Cause: In most cases, a dockerd exception occurs because the dockerd configuration is invalid, the dockerd process is overloaded, or the node is overloaded.

Symptoms:

  • The dockerd service status is inactive.

  • The dockerd service status is active (running) but dockerd is not functioning correctly — for example, docker ps or docker exec commands fail.

  • The node condition RuntimeOffline is True.

  • If you enabled alerting for cluster nodes, you receive an alert when a dockerd exception occurs. See Alert management to configure alert rules.

Solution:

  1. Restart dockerd:

    systemctl restart docker
  2. Check whether dockerd is now healthy:

    systemctl status docker
  3. If the status is still abnormal, check the logs:

    journalctl -u docker

containerd exceptions - RuntimeOffline

Cause: In most cases, a containerd exception occurs because the containerd configuration is invalid, the containerd process is overloaded, or the node is overloaded.

Symptoms:

  • The containerd service status is inactive.

  • The node condition RuntimeOffline is True.

  • If you enabled alerting for cluster nodes, you receive an alert when a containerd exception occurs. See Alert management to configure alert rules.

Solution:

  1. Restart containerd:

    systemctl restart containerd
  2. Check whether containerd is now healthy:

    systemctl status containerd
  3. If the status is still abnormal, check the logs:

    journalctl -u containerd

NTP exceptions - NTPProblem

Cause: In most cases, an NTP exception occurs because the status of the NTP process is abnormal.

Symptoms:

  • The chronyd service status is inactive.

  • The node condition NTPProblem is True.

  • If you enabled alerting for cluster nodes, you receive an alert when an NTP exception occurs.

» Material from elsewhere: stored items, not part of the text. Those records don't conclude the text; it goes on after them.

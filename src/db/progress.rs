//! Progress entry rows

use chrono::{NaiveDate, NaiveTime};
use rusqlite::types::{FromSql, FromSqlError, FromSqlResult, ToSql, ToSqlOutput, ValueRef};
use rusqlite::{params, Connection, OptionalExtension, Row};
use serde::{Deserialize, Serialize};
use tracing::debug;

use crate::error::SyncError;
use crate::metric::MetricType;

/// Delivery state of an entry as seen by the backend
#[derive(Debug, Clone, Copy, PartialEq, Eq, Serialize, Deserialize)]
#[serde(rename_all = "snake_case")]
pub enum SyncStatus {
    Pending,
    Synced,
    Failed,
}

impl SyncStatus {
    pub fn as_str(self) -> &'static str {
        match self {
            SyncStatus::Pending => "pending",
            SyncStatus::Synced => "synced",
            SyncStatus::Failed => "failed",
        }
    }
}

impl ToSql for SyncStatus {
    fn to_sql(&self) -> rusqlite::Result<ToSqlOutput<'_>> {
        Ok(ToSqlOutput::from(self.as_str()))
    }
}

impl FromSql for SyncStatus {
    fn column_result(value: ValueRef<'_>) -> FromSqlResult<Self> {
        match value.as_str()? {
            "pending" => Ok(SyncStatus::Pending),
            "synced" => Ok(SyncStatus::Synced),
            "failed" => Ok(SyncStatus::Failed),
            other => Err(FromSqlError::Other(format!("unknown sync status: {}", other).into())),
        }
    }
}

impl ToSql for MetricType {
    fn to_sql(&self) -> rusqlite::Result<ToSqlOutput<'_>> {
        Ok(ToSqlOutput::from(self.as_str()))
    }
}

impl FromSql for MetricType {
    fn column_result(value: ValueRef<'_>) -> FromSqlResult<Self> {
        value
            .as_str()?
            .parse()
            .map_err(|e: String| FromSqlError::Other(e.into()))
    }
}

/// A single time-bucketed measurement
#[derive(Debug, Clone, PartialEq, Serialize, Deserialize)]
pub struct ProgressEntry {
    pub id: String,
    pub user_id: String,
    pub metric_type: MetricType,
    pub quantity: f64,
    pub date: NaiveDate,
    /// Start of the sub-day bucket; `None` for daily metrics
    pub bucket_time: Option<NaiveTime>,
    pub notes: Option<String>,
    pub backend_id: Option<String>,
    pub sync_status: SyncStatus,
    pub created_at: String,
    pub updated_at: String,
}

impl ProgressEntry {
    fn from_row(row: &Row) -> Result<Self, rusqlite::Error> {
        Ok(Self {
            id: row.get("id")?,
            user_id: row.get("user_id")?,
            metric_type: row.get("metric_type")?,
            quantity: row.get("quantity")?,
            date: row.get("date")?,
            bucket_time: row.get("bucket_time")?,
            notes: row.get("notes")?,
            backend_id: row.get("backend_id")?,
            sync_status: row.get("sync_status")?,
            created_at: row.get("created_at")?,
            updated_at: row.get("updated_at")?,
        })
    }
}

const ENTRY_COLUMNS: &str = "id, user_id, metric_type, quantity, date, bucket_time, notes, \
     backend_id, sync_status, created_at, updated_at";

/// Get an entry by ID
pub fn get_entry(conn: &Connection, id: &str) -> Result<Option<ProgressEntry>, SyncError> {
    let sql = format!("SELECT {} FROM progress_entries WHERE id = ?", ENTRY_COLUMNS);
    conn.query_row(&sql, params![id], ProgressEntry::from_row)
        .optional()
        .map_err(|e| SyncError::Storage(format!("Failed to load entry {}: {}", id, e)))
}

/// Entries for one user, metric and day.
///
/// This is the only lookup on the ingest path; it is served by the
/// (user_id, metric_type, date) index and never scans the table.
pub fn find_day_entries(
    conn: &Connection,
    user_id: &str,
    metric_type: MetricType,
    date: NaiveDate,
) -> Result<Vec<ProgressEntry>, SyncError> {
    let sql = format!(
        "SELECT {} FROM progress_entries
         WHERE user_id = ?1 AND metric_type = ?2 AND date = ?3
         ORDER BY bucket_time",
        ENTRY_COLUMNS
    );
    let mut stmt = conn
        .prepare(&sql)
        .map_err(|e| SyncError::Storage(format!("Prepare failed: {}", e)))?;

    let rows = stmt
        .query_map(params![user_id, metric_type, date], ProgressEntry::from_row)
        .map_err(|e| SyncError::Storage(format!("Query failed: {}", e)))?;

    rows.collect::<Result<Vec<_>, _>>()
        .map_err(|e| SyncError::Storage(format!("Row parse failed: {}", e)))
}

/// Insert a new entry
pub fn insert_entry(conn: &Connection, entry: &ProgressEntry) -> Result<(), SyncError> {
    conn.execute(
        "INSERT INTO progress_entries (
            id, user_id, metric_type, quantity, date, bucket_time, notes,
            backend_id, sync_status, created_at, updated_at
        ) VALUES (?1, ?2, ?3, ?4, ?5, ?6, ?7, ?8, ?9, ?10, ?11)",
        params![
            entry.id,
            entry.user_id,
            entry.metric_type,
            entry.quantity,
            entry.date,
            entry.bucket_time,
            entry.notes,
            entry.backend_id,
            entry.sync_status,
            entry.created_at,
            entry.updated_at,
        ],
    )
    .map_err(|e| SyncError::Storage(format!("Failed to insert entry: {}", e)))?;

    debug!(id = %entry.id, metric = %entry.metric_type, date = %entry.date, "Entry inserted");
    Ok(())
}

/// Overwrite an entry's quantity and put it back in the pending state
pub fn update_quantity(
    conn: &Connection,
    id: &str,
    quantity: f64,
    updated_at: &str,
) -> Result<bool, SyncError> {
    let changed = conn
        .execute(
            "UPDATE progress_entries
             SET quantity = ?2, sync_status = 'pending', updated_at = ?3
             WHERE id = ?1",
            params![id, quantity, updated_at],
        )
        .map_err(|e| SyncError::Storage(format!("Failed to update entry {}: {}", id, e)))?;
    Ok(changed > 0)
}

/// Record a backend acceptance.
///
/// The entry only becomes `synced` when no other live outbox event still
/// references it; a newer pending update keeps it `pending`.
pub fn mark_delivered(
    conn: &Connection,
    id: &str,
    backend_id: &str,
    delivered_event_id: &str,
) -> Result<(), SyncError> {
    conn.execute(
        "UPDATE progress_entries
         SET backend_id = ?2,
             sync_status = CASE
                 WHEN EXISTS (
                     SELECT 1 FROM outbox_events
                     WHERE entity_id = ?1 AND id != ?3
                       AND status IN ('pending', 'in_progress')
                 ) THEN 'pending'
                 ELSE 'synced'
             END
         WHERE id = ?1",
        params![id, backend_id, delivered_event_id],
    )
    .map_err(|e| SyncError::Storage(format!("Failed to mark entry {} delivered: {}", id, e)))?;
    Ok(())
}

pub fn set_sync_status(conn: &Connection, id: &str, status: SyncStatus) -> Result<(), SyncError> {
    conn.execute(
        "UPDATE progress_entries SET sync_status = ?2 WHERE id = ?1",
        params![id, status],
    )
    .map_err(|e| SyncError::Storage(format!("Failed to set status on {}: {}", id, e)))?;
    Ok(())
}

/// Sum of a metric for one user and day, for "today's total" style views
pub fn day_total(
    conn: &Connection,
    user_id: &str,
    metric_type: MetricType,
    date: NaiveDate,
) -> Result<f64, SyncError> {
    conn.query_row(
        "SELECT COALESCE(SUM(quantity), 0.0) FROM progress_entries
         WHERE user_id = ?1 AND metric_type = ?2 AND date = ?3",
        params![user_id, metric_type, date],
        |row| row.get(0),
    )
    .map_err(|e| SyncError::Storage(format!("Failed to total day: {}", e)))
}

/// Entries for a user and metric in an inclusive date range, oldest first
pub fn list_range(
    conn: &Connection,
    user_id: &str,
    metric_type: MetricType,
    from: NaiveDate,
    to: NaiveDate,
) -> Result<Vec<ProgressEntry>, SyncError> {
    let sql = format!(
        "SELECT {} FROM progress_entries
         WHERE user_id = ?1 AND metric_type = ?2 AND date BETWEEN ?3 AND ?4
         ORDER BY date, bucket_time",
        ENTRY_COLUMNS
    );
    let mut stmt = conn
        .prepare(&sql)
        .map_err(|e| SyncError::Storage(format!("Prepare failed: {}", e)))?;

    let rows = stmt
        .query_map(params![user_id, metric_type, from, to], ProgressEntry::from_row)
        .map_err(|e| SyncError::Storage(format!("Query failed: {}", e)))?;

    rows.collect::<Result<Vec<_>, _>>()
        .map_err(|e| SyncError::Storage(format!("Row parse failed: {}", e)))
}

pub fn delete_user_entries(conn: &Connection, user_id: &str) -> Result<usize, SyncError> {
    conn.execute("DELETE FROM progress_entries WHERE user_id = ?", params![user_id])
        .map_err(|e| SyncError::Storage(format!("Failed to delete entries: {}", e)))
}

#[cfg(test)]
mod tests {
    use super::*;
    use crate::db::schema::{apply_plan, MigrationPlan};

    fn conn() -> Connection {
        let mut conn = Connection::open_in_memory().unwrap();
        apply_plan(&mut conn, &MigrationPlan::current()).unwrap();
        conn
    }

    fn entry(id: &str, hour: u32, quantity: f64) -> ProgressEntry {
        ProgressEntry {
            id: id.to_string(),
            user_id: "user-1".to_string(),
            metric_type: MetricType::Steps,
            quantity,
            date: NaiveDate::from_ymd_opt(2026, 4, 2).unwrap(),
            bucket_time: NaiveTime::from_hms_opt(hour, 0, 0),
            notes: None,
            backend_id: None,
            sync_status: SyncStatus::Pending,
            created_at: "2026-04-02T10:00:00.000000Z".to_string(),
            updated_at: "2026-04-02T10:00:00.000000Z".to_string(),
        }
    }

    #[test]
    fn test_insert_and_find_day() {
        let conn = conn();
        insert_entry(&conn, &entry("b", 10, 50.0)).unwrap();
        insert_entry(&conn, &entry("a", 9, 100.0)).unwrap();

        let found = find_day_entries(
            &conn,
            "user-1",
            MetricType::Steps,
            NaiveDate::from_ymd_opt(2026, 4, 2).unwrap(),
        )
        .unwrap();

        assert_eq!(found.len(), 2);
        assert_eq!(found[0].id, "a");
        assert_eq!(found[0].bucket_time, NaiveTime::from_hms_opt(9, 0, 0));
        assert_eq!(get_entry(&conn, "b").unwrap().unwrap().quantity, 50.0);
    }

    #[test]
    fn test_dedup_key_is_unique() {
        let conn = conn();
        insert_entry(&conn, &entry("a", 9, 100.0)).unwrap();
        let err = insert_entry(&conn, &entry("b", 9, 120.0)).unwrap_err();
        assert!(matches!(err, SyncError::Storage(_)));
    }

    #[test]
    fn test_daily_dedup_key_with_null_bucket() {
        let conn = conn();
        let mut first = entry("a", 0, 70.0);
        first.metric_type = MetricType::Weight;
        first.bucket_time = None;
        let mut second = first.clone();
        second.id = "b".to_string();

        insert_entry(&conn, &first).unwrap();
        assert!(insert_entry(&conn, &second).is_err());
    }

    #[test]
    fn test_day_total() {
        let conn = conn();
        insert_entry(&conn, &entry("a", 9, 100.0)).unwrap();
        insert_entry(&conn, &entry("b", 10, 250.0)).unwrap();

        let date = NaiveDate::from_ymd_opt(2026, 4, 2).unwrap();
        assert_eq!(day_total(&conn, "user-1", MetricType::Steps, date).unwrap(), 350.0);
        assert_eq!(day_total(&conn, "user-2", MetricType::Steps, date).unwrap(), 0.0);
    }
}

See Alert management to configure alert rules.

Solution:

  1. Restart chronyd:

    systemctl restart chronyd
  2. Check whether chronyd is now healthy:

    systemctl status chronyd
  3. If the status is still abnormal, check the logs:

    journalctl -u chronyd

PLEG exceptions - PLEG is not healthy

Cause: The Pod Lifecycle Event Generator (PLEG) records events throughout the lifecycle of pods, such as container startups and terminations. The PLEG is not healthy exception typically occurs when the container runtime on the node is abnormal or the node uses an older systemd version.

Symptoms:

  • The node state is NotReady.

  • The kubelet logs contain the following:

    I0729 11:20:59.245243    9575 kubelet.go:1823] skipping pod synchronization - PLEG is not healthy: pleg was last seen active 3m57.138893648s ago; threshold is 3m0s.
  • If you enabled alerting for cluster nodes, you receive an alert when a PLEG exception occurs. See Alert management to configure alert rules.

Solution:

Try the following steps in order, from least to most disruptive:

  1. Restart the key components in sequence: first dockerd or containerd, then kubelet. Check whether the node recovers.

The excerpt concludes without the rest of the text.